### Work task
Using the data below, gather each line that includes the word "Hash".

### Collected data
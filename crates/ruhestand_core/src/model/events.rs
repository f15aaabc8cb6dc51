//! Cash-flow event ledger
//!
//! Events are the one-off cash movements of a plan: extra payments,
//! inheritances and expenses (optionally financed through an amortizing
//! loan). Each event is anchored to a calendar date; the engine realizes
//! every event whose date falls inside the simulated year.

use serde::{Deserialize, Serialize};

/// Identifier for a ledger event, assigned by the caller.
///
/// `EventId(0)` is reserved for the synthetic recurring-contribution flow
/// the engine records in its snapshots.
#[derive(
    Debug, Clone, Copy, PartialEq, Eq, PartialOrd, Ord, Hash, Serialize, Deserialize,
)]
pub struct EventId(pub u32);

impl EventId {
    /// Synthetic id for the recurring savings contribution.
    pub const CONTRIBUTION: EventId = EventId(0);
}

/// Simulation phase an event belongs to.
#[derive(Debug, Clone, Copy, PartialEq, Eq, Serialize, Deserialize)]
pub enum Phase {
    Accumulation,
    Decumulation,
}

/// Relationship of the heir to the deceased, for inheritance events.
///
/// Exemptions per §16 ErbStG: spouse 500k, child 400k, grandchild 200k,
/// parent (inheriting from a descendant) 100k, sibling and unrelated 20k.
#[derive(Debug, Clone, Copy, PartialEq, Eq, Hash, Serialize, Deserialize)]
pub enum Relationship {
    Spouse,
    Child,
    Grandchild,
    Parent,
    Sibling,
    Other,
}

impl Relationship {
    /// Tax-free exemption for this relationship class.
    #[must_use]
    pub fn exemption(self) -> f64 {
        match self {
            Relationship::Spouse => 500_000.0,
            Relationship::Child => 400_000.0,
            Relationship::Grandchild => 200_000.0,
            Relationship::Parent => 100_000.0,
            Relationship::Sibling | Relationship::Other => 20_000.0,
        }
    }

    /// Inheritance tax class (§15 ErbStG).
    #[must_use]
    pub fn tax_class(self) -> crate::taxes::InheritanceTaxClass {
        use crate::taxes::InheritanceTaxClass;
        match self {
            Relationship::Spouse
            | Relationship::Child
            | Relationship::Grandchild
            | Relationship::Parent => InheritanceTaxClass::I,
            Relationship::Sibling => InheritanceTaxClass::II,
            Relationship::Other => InheritanceTaxClass::III,
        }
    }
}

/// Terms of an amortizing (annuity) loan used to finance an expense.
#[derive(Debug, Clone, Copy, PartialEq, Serialize, Deserialize)]
pub struct LoanTerms {
    pub principal: f64,
    /// Nominal annual interest rate, e.g. 0.05.
    pub annual_rate: f64,
    pub term_years: u32,
}

/// One year of a constant-payment amortization schedule.
#[derive(Debug, Clone, Copy, PartialEq, Serialize, Deserialize)]
pub struct LoanYear {
    /// Zero-based offset from the loan start year.
    pub year_offset: u32,
    pub payment: f64,
    pub interest: f64,
    pub principal: f64,
    pub remaining_balance: f64,
}

impl LoanTerms {
    /// Constant yearly annuity payment.
    #[must_use]
    pub fn annual_payment(&self) -> f64 {
        if self.term_years == 0 {
            return 0.0;
        }
        let n = f64::from(self.term_years);
        if self.annual_rate == 0.0 {
            self.principal / n
        } else {
            let q = 1.0 + self.annual_rate;
            self.principal * self.annual_rate * q.powf(n) / (q.powf(n) - 1.0)
        }
    }

    /// Full constant-payment amortization schedule.
    #[must_use]
    pub fn amortization_schedule(&self) -> Vec<LoanYear> {
        let payment = self.annual_payment();
        let mut schedule = Vec::with_capacity(self.term_years as usize);
        let mut balance = self.principal;

        for offset in 0..self.term_years {
            let interest = balance * self.annual_rate;
            // Last installment clears rounding residue in the balance.
            let principal = if offset == self.term_years - 1 {
                balance
            } else {
                payment - interest
            };
            balance -= principal;
            schedule.push(LoanYear {
                year_offset: offset,
                payment: principal + interest,
                interest,
                principal,
                remaining_balance: balance,
            });
        }

        schedule
    }
}

/// What kind of cash flow an event represents.
#[derive(Debug, Clone, PartialEq, Default, Serialize, Deserialize)]
#[serde(tag = "type")]
pub enum EventKind {
    /// Plain inflow or outflow, realized as-is.
    #[default]
    Normal,
    /// Inheritance inflow, credited net of inheritance tax.
    Inheritance { relationship: Relationship },
    /// Expense outflow. With financing, the amortized annual installment is
    /// debited over the loan term instead of the full amount in year one.
    Expense {
        #[serde(default)]
        financing: Option<LoanTerms>,
    },
}

/// A single entry of the cash-flow event ledger.
///
/// Immutable after creation; the engine only reads it. `amount` is signed:
/// positive for inflows, negative for outflows.
#[derive(Debug, Clone, PartialEq, Serialize, Deserialize)]
pub struct CashFlowEvent {
    pub id: EventId,
    pub name: String,
    pub date: jiff::civil::Date,
    pub amount: f64,
    pub phase: Phase,
    #[serde(default)]
    pub kind: EventKind,
}

impl CashFlowEvent {
    /// Calendar year the event is realized in.
    #[must_use]
    pub fn year(&self) -> i32 {
        i32::from(self.date.year())
    }
}
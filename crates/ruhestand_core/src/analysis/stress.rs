//! Stress tester
//!
//! Replays the user's configuration against the fixed crisis catalogue: each
//! scenario wraps the configured return mode in a black-swan override
//! starting at the chosen onset year, re-runs the full simulation, and
//! compares it against the no-crisis baseline.

#[cfg(feature = "parallel")]
use rayon::prelude::*;
use serde::{Deserialize, Serialize};

use crate::config::SimulationConfig;
use crate::error::SimulationError;
use crate::model::{BlackSwanEvent, ReturnConfig, SimulationResult};
use crate::simulation::simulate;

/// Outcome of one crisis scenario compared to the no-crisis baseline.
#[derive(Debug, Clone, PartialEq, Serialize, Deserialize)]
pub struct StressScenarioResult {
    pub scenario_id: String,
    pub scenario_name: String,
    /// `Π(1+rᵢ) − 1` over the crisis window.
    pub cumulative_impact: f64,
    /// Baseline final capital minus scenario final capital.
    pub capital_loss: f64,
    /// Capital loss as a percentage of the baseline final capital.
    pub percentage_loss: f64,
    /// Years after the crisis window until capital regained its pre-crisis
    /// level; `None` when it never does within the horizon (unbounded).
    pub recovery_years: Option<u32>,
    pub final_capital: f64,
}

/// Aggregates over all scenarios of one stress test.
#[derive(Debug, Clone, PartialEq, Serialize, Deserialize)]
pub struct StressTestSummary {
    /// Scenario with the largest percentage loss.
    pub worst_case: String,
    pub average_capital_loss: f64,
    pub average_percentage_loss: f64,
    /// Mean recovery time over the scenarios that recovered at all.
    pub average_recovery_years: Option<f64>,
}

#[derive(Debug, Clone, PartialEq, Serialize, Deserialize)]
pub struct StressTestReport {
    pub results: Vec<StressScenarioResult>,
    pub summary: StressTestSummary,
    pub baseline_final_capital: f64,
}

/// Run a single crisis scenario against an already-computed baseline.
pub fn run_stress_scenario(
    config: &SimulationConfig,
    baseline: &SimulationResult,
    event: &BlackSwanEvent,
    onset_year: i32,
) -> Result<StressScenarioResult, SimulationError> {
    let mut scenario_config = config.clone();
    scenario_config.returns = ReturnConfig::BlackSwan {
        event: event.clone(),
        event_start_year: onset_year,
        base: Box::new(config.returns.clone()),
    };
    let scenario = simulate(&scenario_config)?;

    let baseline_final = baseline.final_capital();
    let capital_loss = baseline_final - scenario.final_capital();
    let percentage_loss = if baseline_final > 0.0 {
        capital_loss / baseline_final * 100.0
    } else {
        0.0
    };

    // Recovery is measured against the capital held when the crisis hit.
    let pre_crisis_level = scenario
        .years
        .iter()
        .find(|y| y.year == onset_year)
        .map_or(0.0, |y| y.start_capital);
    let crisis_end = onset_year + event.duration.max(1) as i32 - 1;
    let recovery_years = scenario
        .years
        .iter()
        .filter(|y| y.year > crisis_end)
        .find(|y| y.end_capital >= pre_crisis_level)
        .map(|y| (y.year - crisis_end).max(0) as u32);

    Ok(StressScenarioResult {
        scenario_id: event.id.clone(),
        scenario_name: event.name.clone(),
        cumulative_impact: event.cumulative_impact(),
        capital_loss,
        percentage_loss,
        recovery_years,
        final_capital: scenario.final_capital(),
    })
}

/// Run the full crisis catalogue with the given onset year.
pub fn run_stress_test(
    config: &SimulationConfig,
    onset_year: i32,
) -> Result<StressTestReport, SimulationError> {
    config.validate()?;
    let baseline = simulate(config)?;
    let catalogue = BlackSwanEvent::catalogue();

    #[cfg(feature = "parallel")]
    let results = catalogue
        .par_iter()
        .map(|event| run_stress_scenario(config, &baseline, event, onset_year))
        .collect::<Result<Vec<_>, SimulationError>>()?;

    #[cfg(not(feature = "parallel"))]
    let results = catalogue
        .iter()
        .map(|event| run_stress_scenario(config, &baseline, event, onset_year))
        .collect::<Result<Vec<_>, SimulationError>>()?;

    let summary = summarize(&results);
    Ok(StressTestReport {
        results,
        summary,
        baseline_final_capital: baseline.final_capital(),
    })
}

fn summarize(results: &[StressScenarioResult]) -> StressTestSummary {
    let count = results.len().max(1) as f64;
    let worst_case = results
        .iter()
        .max_by(|a, b| a.percentage_loss.total_cmp(&b.percentage_loss))
        .map_or_else(String::new, |r| r.scenario_name.clone());
    let recovered: Vec<u32> = results.iter().filter_map(|r| r.recovery_years).collect();
    StressTestSummary {
        worst_case,
        average_capital_loss: results.iter().map(|r| r.capital_loss).sum::<f64>() / count,
        average_percentage_loss: results.iter().map(|r| r.percentage_loss).sum::<f64>() / count,
        average_recovery_years: if recovered.is_empty() {
            None
        } else {
            Some(recovered.iter().sum::<u32>() as f64 / recovered.len() as f64)
        },
    }
}

#[cfg(test)]
mod tests {
    use super::*;
    use crate::config::WithdrawalPlan;
    use crate::model::{ReferenceCapital, WithdrawalStrategy};
    use crate::taxes::TaxConfig;
    use std::collections::BTreeMap;

    fn flat_config(rate: f64) -> SimulationConfig {
        SimulationConfig {
            start_date: jiff::civil::date(2025, 1, 1),
            end_year: 2034,
            withdrawal_start_year: 2035, // accumulation only
            initial_capital: 300_000.0,
            monthly_contribution: 0.0,
            annual_contribution_increase: 0.0,
            expense_ratio: 0.0,
            transaction_cost_rate: 0.0,
            events: Vec::new(),
            returns: ReturnConfig::Fixed { rate },
            tax: TaxConfig {
                capital_gains_rate: 0.0,
                partial_exemption: 0.0,
                annual_allowance: 0.0,
                church_tax: false,
                church_tax_rate: 0.0,
            },
            withdrawal: WithdrawalPlan::Single {
                strategy: WithdrawalStrategy::FixedPercentage {
                    rate: 0.04,
                    reference: ReferenceCapital::Initial,
                },
            },
            currency: "EUR".to_string(),
        }
    }

    #[test]
    fn test_half_crash_with_zero_growth_never_recovers() {
        let config = flat_config(0.0);
        let baseline = simulate(&config).unwrap();
        let shock = BlackSwanEvent {
            id: "half".to_string(),
            name: "-50% single year".to_string(),
            duration: 1,
            yearly_returns: BTreeMap::from([(0, -0.5)]),
            recovery_years: None,
        };
        let result = run_stress_scenario(&config, &baseline, &shock, 2026).unwrap();
        assert!((result.capital_loss - 150_000.0).abs() < 1e-6);
        assert!((result.percentage_loss - 50.0).abs() < 1e-9);
        assert_eq!(result.recovery_years, None);
        assert!((result.final_capital - 150_000.0).abs() < 1e-6);
    }

    #[test]
    fn test_recovery_counted_after_crisis_window() {
        // 10% growth everywhere, one -20% year: recovery takes a few years.
        let config = flat_config(0.10);
        let baseline = simulate(&config).unwrap();
        let dip = BlackSwanEvent {
            id: "dip".to_string(),
            name: "-20% dip".to_string(),
            duration: 1,
            yearly_returns: BTreeMap::from([(0, -0.2)]),
            recovery_years: None,
        };
        let result = run_stress_scenario(&config, &baseline, &dip, 2027).unwrap();
        // 0.8 × 1.1^n >= 1 at n = 3.
        assert_eq!(result.recovery_years, Some(3));
        assert!(result.capital_loss > 0.0);
    }

    #[test]
    fn test_full_catalogue_report() {
        let report = run_stress_test(&flat_config(0.05), 2027).unwrap();
        assert_eq!(report.results.len(), BlackSwanEvent::catalogue().len());
        assert!(!report.summary.worst_case.is_empty());
        assert!(report.summary.average_percentage_loss > 0.0);
        // The dotcom sequence is the deepest cumulative drawdown.
        assert_eq!(report.summary.worst_case, "Dotcom Crash (2000-2002)");
    }
}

### Task result
    Debug, Clone, Copy, PartialEq, Eq, PartialOrd, Ord, Hash, Serialize, Deserialize,
#[derive(Debug, Clone, Copy, PartialEq, Eq, Hash, Serialize, Deserialize)]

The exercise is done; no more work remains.